Which lines in the data below contain the word "CORRECTED"? Pull each of them out.

─── Records to use ───

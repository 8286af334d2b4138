use grep::regex::RegexMatcher;
use grep::searcher::{Searcher, Sink, SinkMatch};
use std::error::Error;
use std::path::{Path, PathBuf};
use walkdir::WalkDir;

/// Directories holding the crate's own Rust sources.
const SOURCE_ROOTS: [&str; 4] = ["regression", "cli", "tests", "benches"];

const FORBIDDEN_WORDS: &str = "FIXED, CORRECTED, FIX, FIXES, NEW, CHANGED, CHANGES, CHANGE, \
                               MODIFIED, MODIFIES, MODIFY, UPDATED, UPDATES, UPDATE";

/// Which policy a scan enforces; decides how matched lines are filtered and reported.
#[derive(Clone, Copy)]
enum Rule {
    UnderscorePrefix,
    ForbiddenWord,
    StarsInComment,
    UppercaseComment,
    AllowDeadCode,
}

impl Rule {
    fn pattern(self) -> &'static str {
        match self {
            Rule::UnderscorePrefix => r"\b(_[a-zA-Z0-9_]+)\b",
            Rule::ForbiddenWord => {
                r"(//|/\*).*\b(?:FIXED|CORRECTED|FIX|FIXES|NEW|CHANGED|CHANGES|CHANGE|MODIFIED|MODIFIES|MODIFY|UPDATED|UPDATES|UPDATE)\b"
            }
            Rule::StarsInComment => r"(//|/\*).*\*\*",
            Rule::UppercaseComment => r"(//|/\*).*",
            Rule::AllowDeadCode => r"#\s*\[\s*allow\s*\(\s*dead_code\s*\)\s*\]",
        }
    }

    fn describe(self) -> String {
        match self {
            Rule::UnderscorePrefix => "underscore-prefixed variables".to_string(),
            Rule::ForbiddenWord => format!("comments containing one of {FORBIDDEN_WORDS}"),
            Rule::StarsInComment => "'**' in a regular comment".to_string(),
            Rule::UppercaseComment => "comments written entirely in uppercase".to_string(),
            Rule::AllowDeadCode => "#[allow(dead_code)] attributes".to_string(),
        }
    }

    fn advice(self) -> &'static str {
        match self {
            Rule::UnderscorePrefix => {
                "Either use the variable (removing the underscore) or remove it completely."
            }
            Rule::AllowDeadCode => "Either use the code or remove it completely.",
            Rule::StarsInComment => "'**' is only allowed in doc comments.",
            Rule::ForbiddenWord | Rule::UppercaseComment => {
                "Remove the comment rather than commenting it out."
            }
        }
    }

    /// Whether a line the regex matched really breaks the rule.
    fn is_violation(self, line: &str) -> bool {
        let trimmed = line.trim_start();
        match self {
            Rule::UnderscorePrefix => !(trimmed.starts_with("//") || underscore_only_in_strings(line)),
            Rule::StarsInComment => !trimmed.starts_with("///") && !trimmed.starts_with("//!"),
            Rule::UppercaseComment => comment_text(line).is_some_and(|text| {
                let letters: Vec<char> = text.chars().filter(|c| c.is_alphabetic()).collect();
                !letters.is_empty() && letters.iter().all(|c| c.is_uppercase())
            }),
            Rule::ForbiddenWord | Rule::AllowDeadCode => true,
        }
    }
}

fn underscore_only_in_strings(line: &str) -> bool {
    line.contains('"')
        && line
            .split('"')
            .enumerate()
            .any(|(i, part)| i % 2 == 1 && part.contains('_'))
}

fn comment_text(line: &str) -> Option<&str> {
    let start = line.find("//").or_else(|| line.find("/*"))?;
    let body = line[start..].trim_start_matches(['/', '*', '!']);
    Some(body.split("*/").next().unwrap_or(body).trim())
}

/// Collects every offending line of a single file.
struct ViolationCollector {
    rule: Rule,
    file_path: PathBuf,
    violations: Vec<String>,
}

impl ViolationCollector {
    fn new(rule: Rule, file_path: &Path) -> Self {
        Self {
            rule,
            file_path: file_path.to_path_buf(),
            violations: Vec::new(),
        }
    }

    fn check_and_get_error_message(&self) -> Option<String> {
        if self.violations.is_empty() {
            return None;
        }

        let mut error_msg = format!(
            "\n❌ ERROR: Found {} {} in {}:\n",
            self.violations.len(),
            self.rule.describe(),
            self.file_path.display()
        );
        for violation in &self.violations {
            error_msg.push_str(&format!("   {violation}\n"));
        }
        error_msg.push_str("\n⚠️ These are not allowed in this project.\n");
        error_msg.push_str(&format!("   {}\n", self.rule.advice()));
        Some(error_msg)
    }
}

impl Sink for ViolationCollector {
    type Error = std::io::Error;

    fn matched(&mut self, _: &Searcher, mat: &SinkMatch) -> Result<bool, Self::Error> {
        let line_number = mat.line_number().unwrap_or(0);
        let line_text = std::str::from_utf8(mat.bytes()).unwrap_or("").trim_end();
        if self.rule.is_violation(line_text) {
            self.violations.push(format!("{line_number}:{line_text}"));
        }
        Ok(true)
    }
}

fn rust_sources() -> impl Iterator<Item = PathBuf> {
    SOURCE_ROOTS
        .iter()
        .filter(|root| Path::new(root).is_dir())
        .flat_map(|root| WalkDir::new(root).into_iter().filter_map(|e| e.ok()))
        .filter(|e| e.path().extension().is_some_and(|ext| ext == "rs"))
        .map(|e| e.into_path())
}

fn scan(rule: Rule) -> Result<(), Box<dyn Error>> {
    let matcher = RegexMatcher::new_line_matcher(rule.pattern())?;
    let mut searcher = Searcher::new();

    for path in rust_sources() {
        let mut collector = ViolationCollector::new(rule, &path);
        searcher.search_path(&matcher, &path, &mut collector)?;
        if let Some(error_message) = collector.check_and_get_error_message() {
            return Err(error_message.into());
        }
    }
    Ok(())
}

fn main() {
    println!("cargo:rerun-if-changed=build.rs");
    for root in SOURCE_ROOTS {
        println!("cargo:rerun-if-changed={root}");
    }

    for rule in [
        Rule::UnderscorePrefix,
        Rule::ForbiddenWord,
        Rule::StarsInComment,
        Rule::UppercaseComment,
        Rule::AllowDeadCode,
    ] {
        if let Err(e) = scan(rule) {
            eprintln!("{e}");
            std::process::exit(1);
        }
    }
}
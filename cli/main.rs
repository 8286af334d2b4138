#![deny(unused_variables)]
#![deny(dead_code)]
#![deny(unused_imports)]
#![deny(clippy::no_effect_underscore_binding)]

use clap::{Args, CommandFactory, Parser, Subcommand, ValueEnum};
use ndarray::{Array1, Array2};
use rand::Rng;
use std::path::PathBuf;
use std::process;

use bayesreg::seeding::seeded_rng;
use bayesreg::{BayesianRegression, EvidenceMethod, FitConfig};

#[derive(Clone, Copy, ValueEnum)]
pub enum MethodCli {
    Em,
    FixedPoint,
}

impl From<MethodCli> for EvidenceMethod {
    fn from(method: MethodCli) -> Self {
        match method {
            MethodCli::Em => EvidenceMethod::Em,
            MethodCli::FixedPoint => EvidenceMethod::FixedPoint,
        }
    }
}

#[derive(Args)]
pub struct DemoArgs {
    /// Number of evenly spaced points on [1, 10]
    #[arg(long, default_value = "100")]
    pub samples: usize,

    /// True slope of the generated line
    #[arg(long, default_value = "4.0")]
    pub slope: f64,

    /// Width of the uniform noise added to each response, U[0, noise)
    #[arg(long, default_value = "5.0")]
    pub noise: f64,

    /// TOML file with method, max_iterations, convergence_threshold and seed
    #[arg(long, value_name = "PATH")]
    pub config: Option<PathBuf>,

    /// Evidence approximation update rule (overrides the config file)
    #[arg(long, value_enum)]
    pub method: Option<MethodCli>,

    /// Iteration cap for the evidence approximation (overrides the config file)
    #[arg(long)]
    pub max_iterations: Option<usize>,

    /// Minimum log-evidence improvement to keep iterating (overrides the config file)
    #[arg(long)]
    pub threshold: Option<f64>,

    /// Seed for both the synthetic noise and the initial hyperparameters
    #[arg(long)]
    pub seed: Option<u64>,

    /// Number of predictions to print from each end of the range
    #[arg(long, default_value = "5")]
    pub show: usize,
}

#[derive(Parser)]
#[command(
    name = "bayesreg",
    about = "Bayesian linear regression with evidence-approximated precisions",
    long_about = "Fits Bayesian linear regression, estimating the weight prior precision (alpha) \
                 and the noise precision (beta) by type-II maximum likelihood."
)]
struct Cli {
    #[command(subcommand)]
    command: Option<Commands>,
}

#[derive(Subcommand)]
enum Commands {
    /// Fit the synthetic straight-line problem and print the posterior
    #[command(about = "Fit a synthetic line with uniform noise and report the fit")]
    Demo(DemoArgs),
}

fn main() {
    env_logger::Builder::from_env(env_logger::Env::default().default_filter_or("info")).init();

    let Cli { command } = Cli::parse();
    let result = match command {
        Some(Commands::Demo(args)) => run_demo(args),
        None => {
            if let Err(e) = Cli::command().print_help() {
                eprintln!("Error: {e}");
                process::exit(1);
            }
            println!();
            Ok(())
        }
    };

    if let Err(e) = result {
        eprintln!("Error: {e}");
        process::exit(1);
    }
}

fn resolve_config(args: &DemoArgs) -> Result<FitConfig, Box<dyn std::error::Error>> {
    let mut config = match &args.config {
        Some(path) => FitConfig::load(path)?,
        None => FitConfig::default(),
    };
    if let Some(method) = args.method {
        config.method = method.into();
    }
    if let Some(max_iterations) = args.max_iterations {
        config.max_iterations = max_iterations;
    }
    if let Some(threshold) = args.threshold {
        config.convergence_threshold = threshold;
    }
    if args.seed.is_some() {
        config.seed = args.seed;
    }
    config.validate()?;
    Ok(config)
}

fn synthetic_line(samples: usize, slope: f64, noise: f64, seed: Option<u64>) -> (Array2<f64>, Array1<f64>) {
    let mut rng = seeded_rng(seed.map(|s| s.wrapping_add(1)));
    let grid = Array1::linspace(1.0, 10.0, samples);
    let x = Array2::from_shape_fn((samples, 1), |(i, _)| grid[i]);
    let y = grid.mapv(|v| {
        let jitter = if noise > 0.0 { rng.gen_range(0.0..noise) } else { 0.0 };
        slope * v + jitter
    });
    (x, y)
}

/// Row indices printed for a table of `n` rows: the first and last `show`,
/// or every row when those would overlap.
fn shown_rows(n: usize, show: usize) -> Vec<usize> {
    let show = show.min(n);
    if 2 * show >= n {
        (0..n).collect()
    } else {
        (0..show).chain(n - show..n).collect()
    }
}

fn run_demo(args: DemoArgs) -> Result<(), Box<dyn std::error::Error>> {
    if args.samples < 2 {
        return Err("--samples must be at least 2".into());
    }
    if !(args.noise.is_finite() && args.noise >= 0.0) {
        return Err("--noise must be a non-negative number".into());
    }
    let config = resolve_config(&args)?;
    let (x, y) = synthetic_line(args.samples, args.slope, args.noise, config.seed);

    let mut model = BayesianRegression::from_config(x.view(), y.view(), &config)?;
    let fit = model.fit_with(&config)?.clone();
    let prediction = model.predict_original_scale(x.view())?;

    println!("method:            {}", fit.method);
    println!(
        "status:            {:?} after {} iterations (threshold {:e})",
        fit.status,
        fit.iterations,
        model.threshold()
    );
    println!("alpha (prior):     {:.6e}", fit.hyperparameters.alpha);
    println!(
        "beta (noise):      {:.6e}  (noise variance {:.4})",
        fit.hyperparameters.beta,
        fit.hyperparameters.noise_variance()
    );
    if let Some(score) = fit.final_log_evidence() {
        println!("log evidence:      {score:.6}");
    }
    let sd = fit.posterior.covariance_diagonal(model.factorization()).mapv(f64::sqrt);
    println!(
        "slope:             {:.6} ± {:.6}  (true {})",
        fit.posterior.mean[0], sd[0], args.slope
    );
    println!(
        "intercept:         {:.6}",
        model.dataset().y_mean - fit.posterior.mean.dot(&model.dataset().x_means)
    );

    let (lower, upper) = prediction.interval(1.96);
    println!();
    println!("{:>8} {:>12} {:>12} {:>12} {:>24}", "x", "y", "mean", "variance", "95% interval");
    let n = prediction.len();
    let show = args.show.min(n);
    for (position, &i) in shown_rows(n, show).iter().enumerate() {
        if position == show && 2 * show < n {
            println!("{:>8}", "...");
        }
        println!(
            "{:>8.3} {:>12.4} {:>12.4} {:>12.4} {:>11.4} .. {:<11.4}",
            x[[i, 0]],
            y[i],
            prediction.mean[i],
            prediction.variance[i],
            lower[i],
            upper[i]
        );
    }

    Ok(())
}
#![deny(dead_code)]
#![deny(unused_imports)]
#![deny(clippy::no_effect_underscore_binding)]

pub mod center;
pub mod data;
pub mod estimate;
pub mod factorization;
pub mod model;
pub mod posterior;
pub mod predict;
pub mod seeding;
pub mod types;

pub use estimate::{ConvergenceStatus, EstimationError, EvidenceMethod};
pub use model::{BayesianRegression, FitConfig, FitResult};
pub use predict::Prediction;
pub use types::{Coefficients, Hyperparameters};
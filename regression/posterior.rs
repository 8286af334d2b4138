//! Gaussian posterior over the regression weights.
//!
//! With `X = U diag(d) Vᵗ`, the posterior precision `beta XᵗX + alpha I` has
//! eigenvectors `V` (plus any orthogonal complement when `m > n`) and
//! eigenvalues `beta d² + alpha` (and `alpha` on the complement). Only the
//! eigenvalues are stored; the dense matrix is built on request.

use crate::estimate::EstimationError;
use crate::factorization::Factorization;
use crate::types::{Coefficients, Hyperparameters};
use ndarray::{Array1, Array2, ArrayView1, Axis, Zip};

/// Posterior mean `V diag(d / (d² + alpha/beta)) Uᵗ y` for the response the
/// factorization was built from.
pub fn weight_mean(factorization: &Factorization, hyperparameters: Hyperparameters) -> Coefficients {
    mean_from_projection(
        factorization,
        factorization.projected_response.view(),
        hyperparameters,
    )
}

/// Same as `weight_mean`, but for an explicit projection `Uᵗ y`.
///
/// Directions where `d² + alpha/beta` underflows to zero carry no information
/// and contribute nothing to the mean.
pub fn mean_from_projection(
    factorization: &Factorization,
    projection: ArrayView1<f64>,
    hyperparameters: Hyperparameters,
) -> Coefficients {
    let ratio = hyperparameters.ridge_ratio();
    let shrunk = Zip::from(&factorization.singular_values)
        .and(projection)
        .map_collect(|&d, &projected| {
            let denominator = d * d + ratio;
            if denominator > 0.0 {
                d / denominator * projected
            } else {
                0.0
            }
        });
    Coefficients::new(factorization.v().dot(&shrunk))
}

/// Mean and spectral precision of the weight posterior at fixed hyperparameters.
#[derive(Clone, Debug)]
pub struct PosteriorParameters {
    pub hyperparameters: Hyperparameters,
    pub mean: Coefficients,
    /// `beta d² + alpha` for each retained singular direction.
    pub precision_eigenvalues: Array1<f64>,
}

impl PosteriorParameters {
    /// Dense `beta XᵗX + alpha I`, shape `[n_features, n_features]`.
    pub fn precision_matrix(&self, factorization: &Factorization) -> Array2<f64> {
        let Hyperparameters { alpha, beta } = self.hyperparameters;
        let v = factorization.v();
        let scaled = &v * &factorization.squared_singular_values().mapv(|s| beta * s);
        let mut precision = scaled.dot(&factorization.vt);
        precision.diag_mut().mapv_inplace(|p| p + alpha);
        precision
    }

    /// Marginal posterior variance of each weight.
    pub fn covariance_diagonal(&self, factorization: &Factorization) -> Array1<f64> {
        let alpha = self.hyperparameters.alpha;
        let v_squared = factorization.v().mapv(|x| x * x);
        let inverse = self.precision_eigenvalues.mapv(|lambda| 1.0 / lambda);
        let in_span = v_squared.dot(&inverse);
        let coverage = v_squared.sum_axis(Axis(1));
        Zip::from(&in_span)
            .and(&coverage)
            .map_collect(|&inside, &covered| inside + (1.0 - covered).max(0.0) / alpha)
    }
}

/// Posterior parameters for the given hyperparameters.
pub fn compute(
    factorization: &Factorization,
    hyperparameters: Hyperparameters,
) -> Result<PosteriorParameters, EstimationError> {
    if !(hyperparameters.is_valid() && hyperparameters.alpha > 0.0) {
        return Err(EstimationError::NumericalError(format!(
            "cannot form a posterior at alpha = {}, beta = {}",
            hyperparameters.alpha, hyperparameters.beta
        )));
    }

    let Hyperparameters { alpha, beta } = hyperparameters;
    let mean = weight_mean(factorization, hyperparameters);
    if mean.iter().any(|w| !w.is_finite()) {
        return Err(EstimationError::NumericalError(
            "posterior mean contains non-finite values".to_string(),
        ));
    }
    let precision_eigenvalues = factorization
        .squared_singular_values()
        .mapv(|s| beta * s + alpha);

    log::debug!(
        "Posterior mean: {:?}; smallest precision eigenvalue {:.6e}",
        mean.as_view().to_vec(),
        precision_eigenvalues
            .iter()
            .cloned()
            .fold(f64::INFINITY, f64::min)
    );

    Ok(PosteriorParameters {
        hyperparameters,
        mean,
        precision_eigenvalues,
    })
}

#[cfg(test)]
mod tests {
    use super::*;
    use crate::data::Dataset;
    use approx::assert_abs_diff_eq;
    use ndarray::array;
    use ndarray_linalg::Solve;

    fn sample_data() -> Dataset {
        let x = array![
            [0.5, 1.0, -0.3],
            [1.5, -0.2, 0.8],
            [2.0, 0.7, 1.1],
            [-1.0, 1.9, 0.4],
            [0.3, -1.2, -0.9],
            [1.1, 0.4, 2.2],
            [-0.6, 0.9, 0.1]
        ];
        let y = array![1.2, 2.9, 4.1, -0.8, -0.2, 3.7, 0.3];
        Dataset::new(x.view(), y.view()).unwrap()
    }

    #[test]
    fn mean_matches_direct_ridge_solve() {
        let data = sample_data();
        let f = Factorization::new(&data).unwrap();
        let h = Hyperparameters::new(0.7, 2.0);
        let posterior = compute(&f, h).unwrap();

        let mut gram = data.x.t().dot(&data.x);
        gram.diag_mut().mapv_inplace(|g| g + h.ridge_ratio());
        let direct = gram.solve(&data.x.t().dot(&data.y)).unwrap();
        assert_abs_diff_eq!(*posterior.mean, direct, epsilon = 1e-10);
    }

    #[test]
    fn precision_matrix_is_beta_gram_plus_alpha() {
        let data = sample_data();
        let f = Factorization::new(&data).unwrap();
        let h = Hyperparameters::new(0.25, 3.0);
        let posterior = compute(&f, h).unwrap();

        let mut expected = data.x.t().dot(&data.x) * 3.0;
        expected.diag_mut().mapv_inplace(|p| p + 0.25);
        assert_abs_diff_eq!(posterior.precision_matrix(&f), expected, epsilon = 1e-9);
    }

    #[test]
    fn covariance_diagonal_inverts_the_precision() {
        let data = sample_data();
        let f = Factorization::new(&data).unwrap();
        let posterior = compute(&f, Hyperparameters::new(0.5, 1.5)).unwrap();
        let precision = posterior.precision_matrix(&f);

        for i in 0..3 {
            let mut unit = Array1::<f64>::zeros(3);
            unit[i] = 1.0;
            let column = precision.solve(&unit).unwrap();
            assert_abs_diff_eq!(
                posterior.covariance_diagonal(&f)[i],
                column[i],
                epsilon = 1e-10
            );
        }
    }

    #[test]
    fn wide_design_falls_back_to_prior_off_span() {
        let x = Array2::from_shape_fn((3, 5), |(i, j)| ((i + 2 * j) as f64).sin());
        let y = array![1.0, -1.0, 0.5];
        let data = Dataset::new(x.view(), y.view()).unwrap();
        let f = Factorization::new(&data).unwrap();
        let posterior = compute(&f, Hyperparameters::new(2.0, 1.0)).unwrap();

        let precision = posterior.precision_matrix(&f);
        let mut expected = data.x.t().dot(&data.x);
        expected.diag_mut().mapv_inplace(|p| p + 2.0);
        assert_abs_diff_eq!(precision, expected, epsilon = 1e-9);

        // Every marginal variance is bounded by the prior variance.
        for &variance in posterior.covariance_diagonal(&f).iter() {
            assert!(variance <= 0.5 + 1e-12);
            assert!(variance > 0.0);
        }
    }

    #[test]
    fn rank_deficient_design_has_finite_mean() {
        let x = Array2::from_shape_fn((6, 2), |(i, _)| i as f64);
        let y = Array1::from_shape_fn(6, |i| 2.0 * i as f64);
        let data = Dataset::new(x.view(), y.view()).unwrap();
        let f = Factorization::new(&data).unwrap();
        let posterior = compute(&f, Hyperparameters::new(1e-3, 10.0)).unwrap();

        assert!(posterior.mean.iter().all(|w| w.is_finite()));
        // The slope is split evenly across the duplicated columns.
        assert_abs_diff_eq!(posterior.mean[0], posterior.mean[1], epsilon = 1e-8);
        assert_abs_diff_eq!(posterior.mean[0] + posterior.mean[1], 2.0, epsilon = 1e-4);
    }

    #[test]
    fn invalid_hyperparameters_are_rejected() {
        let data = sample_data();
        let f = Factorization::new(&data).unwrap();
        for h in [
            Hyperparameters::new(0.0, 1.0),
            Hyperparameters::new(1.0, 0.0),
            Hyperparameters::new(f64::NAN, 1.0),
        ] {
            assert!(matches!(
                compute(&f, h),
                Err(EstimationError::NumericalError(_))
            ));
        }
    }
}
//! Economy-size SVD of the centered design matrix.
//!
//! The factorization is computed once per model and every later stage
//! (evidence iterations, posterior, predictive distribution) reads from it.
//! With `X = U diag(d) Vᵗ`, a ridge solve at any ratio `alpha / beta` reduces
//! to rescaling `d`, so no iteration ever touches `XᵗX` or a linear solver.

use crate::data::Dataset;
use crate::estimate::EstimationError;
use ndarray::{Array1, Array2, ArrayView1, ArrayView2};
use ndarray_linalg::{JobSvd, SVDDC};

/// Immutable `U diag(d) Vᵗ` factorization with `k = min(n, m)` retained directions.
#[derive(Debug, Clone)]
pub struct Factorization {
    /// Left singular vectors, shape `[n_samples, k]`.
    pub u: Array2<f64>,
    /// Singular values in descending order, length `k`.
    pub singular_values: Array1<f64>,
    /// Right singular vectors stored as rows, shape `[k, n_features]`.
    pub vt: Array2<f64>,
    /// `Uᵗ y` for the centered response of the dataset this was built from.
    pub projected_response: Array1<f64>,
}

impl Factorization {
    /// Factorizes the centered design of `data`. Finiteness of the inputs is
    /// guaranteed by `Dataset::new`; only the factors themselves are checked.
    pub fn new(data: &Dataset) -> Result<Self, EstimationError> {
        let (u, singular_values, vt) = data.x.svddc(JobSvd::Some).map_err(|e| {
            EstimationError::NumericalError(format!("SVD of the design matrix failed: {e}"))
        })?;
        let u = u.ok_or_else(|| {
            EstimationError::NumericalError("SVD did not return left singular vectors".to_string())
        })?;
        let vt = vt.ok_or_else(|| {
            EstimationError::NumericalError(
                "SVD did not return right singular vectors".to_string(),
            )
        })?;

        let finite = u.iter().all(|v| v.is_finite())
            && singular_values.iter().all(|v| v.is_finite())
            && vt.iter().all(|v| v.is_finite());
        if !finite {
            return Err(EstimationError::NumericalError(
                "SVD produced non-finite factors".to_string(),
            ));
        }

        let projected_response = u.t().dot(&data.y);
        let factorization = Self {
            u,
            singular_values,
            vt,
            projected_response,
        };

        let k = factorization.n_components();
        let rank = factorization.rank(1e-12);
        if rank < k {
            log::debug!(
                "Design matrix is rank deficient: {rank} of {k} singular values above tolerance"
            );
        }
        log::debug!(
            "Factorized centered design [{}, {}] into {k} components",
            data.n_samples(),
            data.n_features()
        );

        Ok(factorization)
    }

    /// Number of retained singular directions, `min(n_samples, n_features)`.
    pub fn n_components(&self) -> usize {
        self.singular_values.len()
    }

    pub fn n_samples(&self) -> usize {
        self.u.nrows()
    }

    pub fn n_features(&self) -> usize {
        self.vt.ncols()
    }

    /// Squared singular values, the eigenvalues of `XᵗX` on the retained subspace.
    pub fn squared_singular_values(&self) -> Array1<f64> {
        self.singular_values.mapv(|d| d * d)
    }

    /// Right singular vectors as columns, shape `[n_features, k]`.
    pub fn v(&self) -> ArrayView2<'_, f64> {
        self.vt.t()
    }

    /// Count of singular values larger than `tolerance` times the largest one.
    pub fn rank(&self, tolerance: f64) -> usize {
        let largest = self.singular_values.iter().cloned().fold(0.0_f64, f64::max);
        if largest == 0.0 {
            return 0;
        }
        self.singular_values
            .iter()
            .filter(|&&d| d > tolerance * largest)
            .count()
    }

    /// `Uᵗ y` for a response with one entry per training row.
    pub fn project(&self, y: ArrayView1<f64>) -> Array1<f64> {
        self.u.t().dot(&y)
    }

    /// Fails with `ShapeError` unless `data` has the dimensions this
    /// factorization was built from.
    pub fn check_dataset(&self, data: &Dataset) -> Result<(), EstimationError> {
        if data.n_samples() != self.n_samples() || data.n_features() != self.n_features() {
            return Err(EstimationError::ShapeError(format!(
                "dataset is [{}, {}], but the factorization was built from [{}, {}]",
                data.n_samples(),
                data.n_features(),
                self.n_samples(),
                self.n_features()
            )));
        }
        Ok(())
    }
}

#[cfg(test)]
mod tests {
    use super::*;
    use approx::assert_abs_diff_eq;
    use ndarray::array;

    fn dataset(x: Array2<f64>) -> Dataset {
        let y = Array1::from_shape_fn(x.nrows(), |i| (i as f64).sin());
        Dataset::new(x.view(), y.view()).unwrap()
    }

    #[test]
    fn economy_shapes_for_tall_and_wide_designs() {
        let tall = dataset(Array2::from_shape_fn((7, 3), |(i, j)| ((i * 3 + j) as f64).cos()));
        let f = Factorization::new(&tall).unwrap();
        assert_eq!(f.u.dim(), (7, 3));
        assert_eq!(f.singular_values.len(), 3);
        assert_eq!(f.vt.dim(), (3, 3));
        assert_eq!(f.projected_response.len(), 3);

        let wide = dataset(Array2::from_shape_fn((4, 6), |(i, j)| ((i * 6 + j) as f64).sin()));
        let f = Factorization::new(&wide).unwrap();
        assert_eq!(f.u.dim(), (4, 4));
        assert_eq!(f.vt.dim(), (4, 6));
        assert_eq!(f.n_components(), 4);
        assert_eq!(f.n_features(), 6);
        assert_eq!(f.n_samples(), 4);
    }

    #[test]
    fn reconstruction_matches_centered_design() {
        let data = dataset(array![
            [1.0, 2.0, 0.5],
            [2.0, 0.0, 1.5],
            [4.0, 1.0, -1.0],
            [0.5, 3.0, 2.0],
            [3.0, -1.0, 0.0]
        ]);
        let f = Factorization::new(&data).unwrap();
        let rebuilt = (&f.u * &f.singular_values).dot(&f.vt);
        assert_abs_diff_eq!(rebuilt, data.x, epsilon = 1e-10);

        let gram = f.u.t().dot(&f.u);
        assert_abs_diff_eq!(gram, Array2::<f64>::eye(3), epsilon = 1e-10);
        assert_abs_diff_eq!(f.projected_response, f.u.t().dot(&data.y), epsilon = 1e-12);
        assert_abs_diff_eq!(f.project(data.y.view()), f.projected_response, epsilon = 0.0);
    }

    #[test]
    fn duplicated_column_reduces_rank() {
        let data = dataset(Array2::from_shape_fn((6, 2), |(i, _)| i as f64));
        let f = Factorization::new(&data).unwrap();
        assert_eq!(f.n_components(), 2);
        assert_eq!(f.rank(1e-10), 1);
    }

    #[test]
    fn constant_design_has_zero_rank() {
        let data = dataset(Array2::from_elem((5, 2), 3.0));
        let f = Factorization::new(&data).unwrap();
        assert_eq!(f.rank(1e-10), 0);
    }

    #[test]
    fn datasets_of_another_shape_are_rejected() {
        let f = Factorization::new(&dataset(Array2::from_shape_fn((6, 2), |(i, j)| {
            ((i + 3 * j) as f64).sin()
        })))
        .unwrap();
        let wider = dataset(Array2::from_shape_fn((6, 3), |(i, j)| ((i * j) as f64).cos()));
        let shorter = dataset(Array2::from_shape_fn((5, 2), |(i, j)| ((i + j) as f64).sqrt()));

        for other in [&wider, &shorter] {
            assert!(matches!(
                f.check_dataset(other),
                Err(EstimationError::ShapeError(_))
            ));
        }
    }
}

───

*Answer space*.
const FORBIDDEN_WORDS: &str = "FIXED, CORRECTED, FIX, FIXES, NEW, CHANGED, CHANGES, CHANGE, \
                r"(//|/\*).*\b(?:FIXED|CORRECTED|FIX|FIXES|NEW|CHANGED|CHANGES|CHANGE|MODIFIED|MODIFIES|MODIFY|UPDATED|UPDATES|UPDATE)\b"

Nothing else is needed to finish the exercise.